A few floppy oval leaves were balanced on a purplish stem jutting out of the plastic pot. “Pokeweed,” the label declared, adding helpfully that it was a native plant. This piqued my interest, as I know that native plants are important for wildlife, and pollinator numbers are decreasing and all that. I always meant to plant more natives. The plant was certainly not gorgeous, but it was kind of endearing, like a floppy-eared old hound. So I splurged (three dollars!) and lugged my new pokeweed home.
I gave it a favored spot in the garden and waited confidently to see what would happen. And the first year, what happened was nothing much. A few leaves poked out of the earth, just sort of sat there all summer, and then turned brown in the fall. Second year, same thing. A low cluster of oval leaves, no fruit, no flowers, nothing. Third year, same. Fourth year, same. I want my three dollars back.
But the next year, something happened. Nothing I did, for sure. Perhaps it was the stars aligning, or the right weather, or maybe the root had just finally gathered enough strength for the energy-draining business of reproduction, but for whatever reason, that pokeweed finally started growing.
By May, it was knee high. In June, it was shoulder high. And then it really took off. By summer, the plant had hit twelve feet and showed no signs of stopping. A wealth of verdant leaves shaded the garden corner. But the best part was the flowers. An individual pokeweed flower is unremarkable: a small yellowish-white blossom. But dozens of them are strung on long clusters, and they were constantly surrounded by a cloud of tiny insects. Not the showy pollinators, the swallowtails or honeybees. These were little native bees and wasps and beetles, none of them bigger than a grain of rice. For all those tiny, unnoticed pollinators, pokeweed was the lifeline they’d been looking for.
And all those native species of insects are crucial for the food chains of songbirds.

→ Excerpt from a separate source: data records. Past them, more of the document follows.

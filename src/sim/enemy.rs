//! Enemy lifecycle state machine
//!
//! One live enemy per session, cycling Spawning → Active → Respawning →
//! Spawning for as long as the session runs. Spawn parameters are drawn
//! fresh each wave: the speed snapshots the player's so difficulty stays
//! coupled to player configuration, the position is a fixed offset to a
//! random side of the player, and lifetime / direction-change intervals
//! come from uniform configured ranges.
//!
//! The Spawning phase doubles as the grace period: it plays a
//! deterministic scale/alpha easing and the enemy is not collidable
//! until the phase ends. The session grants the player an invincibility
//! window of the same duration, so both end together.

use rand::Rng;
use rand_pcg::Pcg32;

use crate::config::SimConfig;
use crate::consts::{
    ENEMY_DRIFT_SPEED_STEP, ENEMY_SPEED_MAX_FACTOR, ENEMY_SPEED_MIN_FACTOR, UI_COORD_SCALE,
};
use crate::smoothstep;

use super::player::Direction;
use super::track::Track;

/// Lifecycle phase
#[derive(Debug, Clone, Copy, PartialEq)]
pub enum EnemyPhase {
    /// Playing the spawn animation; not yet a threat
    Spawning { elapsed: f32 },
    /// Moving and collidable
    Active,
    /// Hidden, waiting out the respawn delay
    Respawning,
}

/// Transition produced by one lifecycle step
#[derive(Debug, Clone, Copy, PartialEq, Eq)]
pub enum EnemyStep {
    /// Spawn animation finished; the enemy is now a threat
    Activated,
    /// Lifetime ran out; the enemy hid and entered the respawn delay
    Expired,
    /// Respawn delay elapsed; the owner must start the next wave
    RespawnDue,
}

/// Enemy state
#[derive(Debug, Clone)]
pub struct Enemy {
    pub position: f32,
    pub half_width: f32,
    pub speed: f32,
    pub direction: Direction,
    pub phase: EnemyPhase,
    pub visible: bool,
    pub life_timer: f32,
    pub life_limit: f32,
    pub direction_timer: f32,
    pub direction_interval: f32,
    pub respawn_timer: f32,
}

impl Enemy {
    /// A dormant enemy; the first wave spawn brings it to life.
    pub fn dormant(half_width: f32) -> Self {
        Self {
            position: 0.0,
            half_width,
            speed: 0.0,
            direction: Direction::Left,
            phase: EnemyPhase::Respawning,
            visible: false,
            life_timer: 0.0,
            life_limit: 0.0,
            direction_timer: 0.0,
            direction_interval: 0.0,
            respawn_timer: 0.0,
        }
    }

    /// Re-initialize for a new wave and enter `Spawning`.
    ///
    /// The spawn point is always relative to the player: a fixed offset
    /// to a uniformly random side, wrapped into the track.
    pub fn spawn(
        &mut self,
        player_position: f32,
        player_speed: f32,
        track: &Track,
        config: &SimConfig,
        rng: &mut Pcg32,
    ) {
        let side = if rng.random_bool(0.5) { 1.0 } else { -1.0 };
        self.position = track.wrap(player_position + side * config.spawn_offset, self.half_width);
        // Exact snapshot, not a random draw
        self.speed = player_speed;
        self.direction = Direction::random(rng);
        self.life_limit = rng.random_range(config.min_life_time..=config.max_life_time);
        self.life_timer = 0.0;
        self.direction_interval =
            rng.random_range(config.min_direction_change_time..=config.max_direction_change_time);
        self.direction_timer = 0.0;
        self.respawn_timer = 0.0;
        self.visible = true;
        self.phase = EnemyPhase::Spawning { elapsed: 0.0 };
    }

    /// Advance the lifecycle by one tick.
    ///
    /// Movement happens only in `Active`; `Spawning` only accumulates
    /// animation time and `Respawning` only counts toward the next wave.
    /// The caller reacts to the returned transition (`RespawnDue` means
    /// it must call [`Enemy::spawn`] with fresh wave state).
    pub fn step(
        &mut self,
        dt: f32,
        player_speed: f32,
        track: &Track,
        config: &SimConfig,
        rng: &mut Pcg32,
    ) -> Option<EnemyStep> {
        match self.phase {
            EnemyPhase::Spawning { elapsed } => {
                let elapsed = elapsed + dt;
                if elapsed >= config.spawn_animation_duration {
                    self.phase = EnemyPhase::Active;
                    Some(EnemyStep::Activated)
                } else {
                    self.phase = EnemyPhase::Spawning { elapsed };
                    None
                }
            }
            EnemyPhase::Active => {
                let next =
                    self.position + self.direction.sign() * self.speed * dt * UI_COORD_SCALE;
                self.position = track.wrap(next, self.half_width);

                self.direction_timer += dt;
                if self.direction_timer >= self.direction_interval {
                    self.drift(player_speed, config, rng);
                }

                self.life_timer += dt;
                if self.life_timer >= self.life_limit {
                    self.visible = false;
                    self.respawn_timer = 0.0;
                    self.phase = EnemyPhase::Respawning;
                    return Some(EnemyStep::Expired);
                }
                None
            }
            EnemyPhase::Respawning => {
                self.respawn_timer += dt;
                if self.respawn_timer >= config.respawn_delay {
                    Some(EnemyStep::RespawnDue)
                } else {
                    None
                }
            }
        }
    }

    /// Direction-change event: a fresh uniform direction draw (it may
    /// land on the same side), a fixed ± speed perturbation, and a newly
    /// drawn interval.
    fn drift(&mut self, player_speed: f32, config: &SimConfig, rng: &mut Pcg32) {
        self.direction = Direction::random(rng);

        let factor = if rng.random_bool(0.5) {
            1.0 + ENEMY_DRIFT_SPEED_STEP
        } else {
            1.0 - ENEMY_DRIFT_SPEED_STEP
        };
        // Absolute clamp first; the player-relative band last so the
        // coupling bound always holds
        self.speed = (self.speed * factor)
            .clamp(config.min_enemy_speed, config.max_enemy_speed)
            .clamp(
                ENEMY_SPEED_MIN_FACTOR * player_speed,
                ENEMY_SPEED_MAX_FACTOR * player_speed,
            );

        self.direction_timer = 0.0;
        self.direction_interval =
            rng.random_range(config.min_direction_change_time..=config.max_direction_change_time);
    }

    /// Collidable only once fully spawned; `Spawning` is a grace period.
    #[inline]
    pub fn is_collidable(&self) -> bool {
        self.visible && matches!(self.phase, EnemyPhase::Active)
    }

    /// Spawn animation progress in `[0, 1]`; 1 once active.
    pub fn spawn_progress(&self, config: &SimConfig) -> f32 {
        match self.phase {
            EnemyPhase::Spawning { elapsed } => {
                if config.spawn_animation_duration <= 0.0 {
                    1.0
                } else {
                    (elapsed / config.spawn_animation_duration).clamp(0.0, 1.0)
                }
            }
            _ => 1.0,
        }
    }

    /// Render scale for the spawn easing (grows from 0 to full size).
    pub fn spawn_scale(&self, config: &SimConfig) -> f32 {
        smoothstep(self.spawn_progress(config))
    }

    /// Render alpha for the spawn easing (fades in alongside the scale).
    pub fn spawn_alpha(&self, config: &SimConfig) -> f32 {
        smoothstep(self.spawn_progress(config))
    }
}

#[cfg(test)]
mod tests {
    use super::*;
    use crate::consts::SIM_DT;
    use rand::SeedableRng;

    fn fixture() -> (Track, SimConfig, Pcg32) {
        let config = SimConfig::default();
        let track = Track::new(config.track_width).unwrap();
        (track, config, Pcg32::seed_from_u64(7))
    }

    #[test]
    fn test_spawn_snapshots_player_speed_exactly() {
        let (track, config, mut rng) = fixture();
        let mut enemy = Enemy::dormant(config.enemy_half_width);
        enemy.spawn(0.0, 4.0, &track, &config, &mut rng);
        assert_eq!(enemy.speed, 4.0);

        // And again after the player speed changes
        enemy.spawn(0.0, 2.5, &track, &config, &mut rng);
        assert_eq!(enemy.speed, 2.5);
    }

    #[test]
    fn test_spawn_offset_is_relative_to_player() {
        let (track, config, mut rng) = fixture();
        let mut enemy = Enemy::dormant(config.enemy_half_width);
        for _ in 0..32 {
            enemy.spawn(100.0, 4.0, &track, &config, &mut rng);
            let offset = enemy.position - 100.0;
            // Either side, fixed magnitude (no wrap at this distance)
            assert!((offset.abs() - config.spawn_offset).abs() < 1e-3);
        }
    }

    #[test]
    fn test_spawning_is_not_collidable_until_activated() {
        let (track, config, mut rng) = fixture();
        let mut enemy = Enemy::dormant(config.enemy_half_width);
        enemy.spawn(0.0, 4.0, &track, &config, &mut rng);
        assert!(!enemy.is_collidable());

        let mut activated = false;
        for _ in 0..120 {
            if enemy.step(SIM_DT, 4.0, &track, &config, &mut rng) == Some(EnemyStep::Activated) {
                activated = true;
                break;
            }
        }
        assert!(activated);
        assert!(enemy.is_collidable());
    }

    #[test]
    fn test_expiry_hides_enemy_and_starts_respawn() {
        let (track, config, mut rng) = fixture();
        let mut enemy = Enemy::dormant(config.enemy_half_width);
        enemy.spawn(0.0, 4.0, &track, &config, &mut rng);
        enemy.phase = EnemyPhase::Active;
        enemy.life_timer = enemy.life_limit; // force expiry on next step

        let step = enemy.step(SIM_DT, 4.0, &track, &config, &mut rng);
        assert_eq!(step, Some(EnemyStep::Expired));
        assert!(!enemy.visible);
        assert_eq!(enemy.phase, EnemyPhase::Respawning);

        // Respawn delay then reports due without self-spawning
        let ticks = (config.respawn_delay / SIM_DT).ceil() as u32 + 1;
        let mut due = false;
        for _ in 0..ticks {
            if enemy.step(SIM_DT, 4.0, &track, &config, &mut rng) == Some(EnemyStep::RespawnDue) {
                due = true;
                break;
            }
        }
        assert!(due);
        assert_eq!(enemy.phase, EnemyPhase::Respawning);
    }

    #[test]
    fn test_drift_keeps_speed_inside_player_band() {
        let (track, config, mut rng) = fixture();
        let player_speed = 4.0;
        let mut enemy = Enemy::dormant(config.enemy_half_width);
        enemy.spawn(0.0, player_speed, &track, &config, &mut rng);
        enemy.phase = EnemyPhase::Active;

        for _ in 0..200 {
            enemy.direction_timer = enemy.direction_interval; // force a drift event
            enemy.life_timer = 0.0; // keep the wave alive
            let _ = enemy.step(SIM_DT, player_speed, &track, &config, &mut rng);
            assert!(enemy.speed >= ENEMY_SPEED_MIN_FACTOR * player_speed - 1e-4);
            assert!(enemy.speed <= ENEMY_SPEED_MAX_FACTOR * player_speed + 1e-4);
        }
    }

    #[test]
    fn test_life_and_interval_draws_stay_in_configured_ranges() {
        let (track, config, mut rng) = fixture();
        let mut enemy = Enemy::dormant(config.enemy_half_width);
        for _ in 0..64 {
            enemy.spawn(0.0, 4.0, &track, &config, &mut rng);
            assert!(enemy.life_limit >= config.min_life_time);
            assert!(enemy.life_limit <= config.max_life_time);
            assert!(enemy.direction_interval >= config.min_direction_change_time);
            assert!(enemy.direction_interval <= config.max_direction_change_time);
        }
    }

    #[test]
    fn test_spawn_easing_is_monotonic() {
        let (track, config, mut rng) = fixture();
        let mut enemy = Enemy::dormant(config.enemy_half_width);
        enemy.spawn(0.0, 4.0, &track, &config, &mut rng);

        let mut last = -1.0;
        while matches!(enemy.phase, EnemyPhase::Spawning { .. }) {
            let scale = enemy.spawn_scale(&config);
            assert!(scale >= last);
            last = scale;
            let _ = enemy.step(SIM_DT, 4.0, &track, &config, &mut rng);
        }
        assert_eq!(enemy.spawn_scale(&config), 1.0);
    }
}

These little bugs are the kind of thing that hummingbirds feed their young. This is the kind of high-energy food that bluebirds and kinglets and warblers need.
In fall, the pokeweed situation just got better. The inconspicuous whitish flowers metamorphosed into dangling chains of ruby-colored berries strung on purple stems. Did I mention I’d been looking for colorful and gorgeous?
Pokeweed berries are high-quality nutrition for cardinals, mockingbirds, catbirds, phoebes, mourning doves, cedar waxwings, and others. A big pokeweed like this could really make a difference for bird life. Do note though: sadly, those magnificent berries are toxic to humans, so this is not the best plant for a children’s yard.
My pokeweed now returns faithfully every year, although it never got so enormous again—now it settles in at a modest chin height. But here and there on the edges of the lawn I’m noticing pokeweed popping up among the non-native Queen Anne’s lace and crabgrass and honeysuckle. That one big plant was a reservoir for seeds, which birds are now spreading around my farm. Planting one native plant—just one!—can really make a difference. It can slowly help to turn a garden into a habitat, a welcoming place that will nurture pollinators and songbirds.